The British-allied Omani Empire, also a rival of the Emirate of Dir'iyah, had been the traditional enemy of the Qawasim over issues related to border disputes, religious differences and naval dominance in the Gulf. Al Qasimi's control of trade in the Persian Gulf area led to wars with Oman and eventually with Oman's ally, Britain, and to the Al Qasimi being labelled by the British as pirates. This led to the identification of the southern shore of the Persian Gulf as the 'Pirate Coast', although following the General Maritime Treaty of 1820 and the 1853 Perpetual Maritime Peace, the various coastal emirates in the area became known as the Trucial States.  

Beginning from 1804, there emerged a spike in Wahhabi-Qasimi naval attacks on British fleet and trading ships. Following decades of incidents where British shipping had fallen foul of the aggressive Al Qasimi, a first British expeditionary force embarked for Ras Al Khaimah in 1809, the Persian Gulf campaign of 1809. This campaign led to the signing of a peace treaty between the British and Hussan Bin Rahmah, the Al Qasimi leader. This treaty broke down in 1815 and, in 1819, the British  mounted a second, altogether more successful, punitive campaign against the Al Qasimi in Ras Al Khaimah under William Keir Grant.

The case against the Al Qasimi has been contested by the historian, author and current Ruler of Sharjah, Sultan bin Mohammed Al Qasimi in his book The Myth of Arab Piracy in the Gulf, in which he argues that the charges amount to a 'casus belli' by the East India Company, which sought to limit or eliminate the 'informal' Arab trade with India, and presents a number of internal communications between the Bombay Government and its officials, which shed doubt on many of the key charges made by British historian J.G. Lorimer in his seminal history of the affair. 

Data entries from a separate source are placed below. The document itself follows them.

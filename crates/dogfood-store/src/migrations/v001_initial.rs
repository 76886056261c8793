//! v001 -- Initial schema creation.
//!
//! Creates the two core tables: `links` and `messages`.

use rusqlite::Connection;

/// SQL executed when upgrading from version 0 to version 1.
const UP_SQL: &str = r#"
-- ----------------------------------------------------------------
-- Links (conversation pairs)
-- ----------------------------------------------------------------
CREATE TABLE IF NOT EXISTS links (
    id     TEXT PRIMARY KEY NOT NULL,   -- UUID v4
    user_a TEXT NOT NULL,               -- UUID of one participant
    user_b TEXT NOT NULL                -- UUID of the other participant
);

-- ----------------------------------------------------------------
-- Messages
-- ----------------------------------------------------------------
CREATE TABLE IF NOT EXISTS messages (
    id             TEXT PRIMARY KEY NOT NULL,   -- UUID v4
    link_id        TEXT NOT NULL,               -- FK -> links(id)
    sender_id      TEXT NOT NULL,               -- UUID
    receiver_id    TEXT NOT NULL,               -- UUID
    message_type   TEXT NOT NULL,               -- 'text' | 'image' | 'audio'
    content        TEXT,                        -- body, text messages only
    media_url      TEXT,                        -- media ref, image/audio only
    media_metadata TEXT NOT NULL DEFAULT '{}',  -- JSON object
    status         TEXT NOT NULL DEFAULT 'sent',-- 'sent'|'delivered'|'read'
    created_at     TEXT NOT NULL,               -- ISO-8601 / RFC-3339
    updated_at     TEXT NOT NULL,

    FOREIGN KEY (link_id) REFERENCES links(id) ON DELETE CASCADE
);

CREATE INDEX IF NOT EXISTS idx_messages_link_created
    ON messages(link_id, created_at DESC);

CREATE INDEX IF NOT EXISTS idx_messages_receiver_status
    ON messages(receiver_id, status);
"#;

/// Apply the initial migration.
pub fn up(conn: &Connection) -> Result<(), rusqlite::Error> {
    conn.execute_batch(UP_SQL)
}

At the time, the Chief Secretary of the Government of Bombay, F. Warden, presented a minute which laid blame for the piracy on the Wahhabi influence on the Al Qasimi and the interference of the East India Company in native affairs. Warden also successfully argued against a proposal to install the Sultan of Muscat as Ruler of the whole peninsula. Warden's arguments and proposals likely influenced the shape of the eventual treaty concluded with the Sheikhs of the Gulf coast.

That 1820 treaty asserted, 'There shall be a cessation of plunder and piracy by land and sea on the part of the Arabs, who are parties to this contract, for ever.' It then goes on to define piracy as being any attack that is not an action of 'acknowledged war'. The 'pacificated Arabs' agreed, on land and sea, to carry a flag being a red rectangle contained within a white border of equal width to the contained rectangle, 'with or without letters on it, at their option'. This flag was to be a symbol of peace with the British government and each other.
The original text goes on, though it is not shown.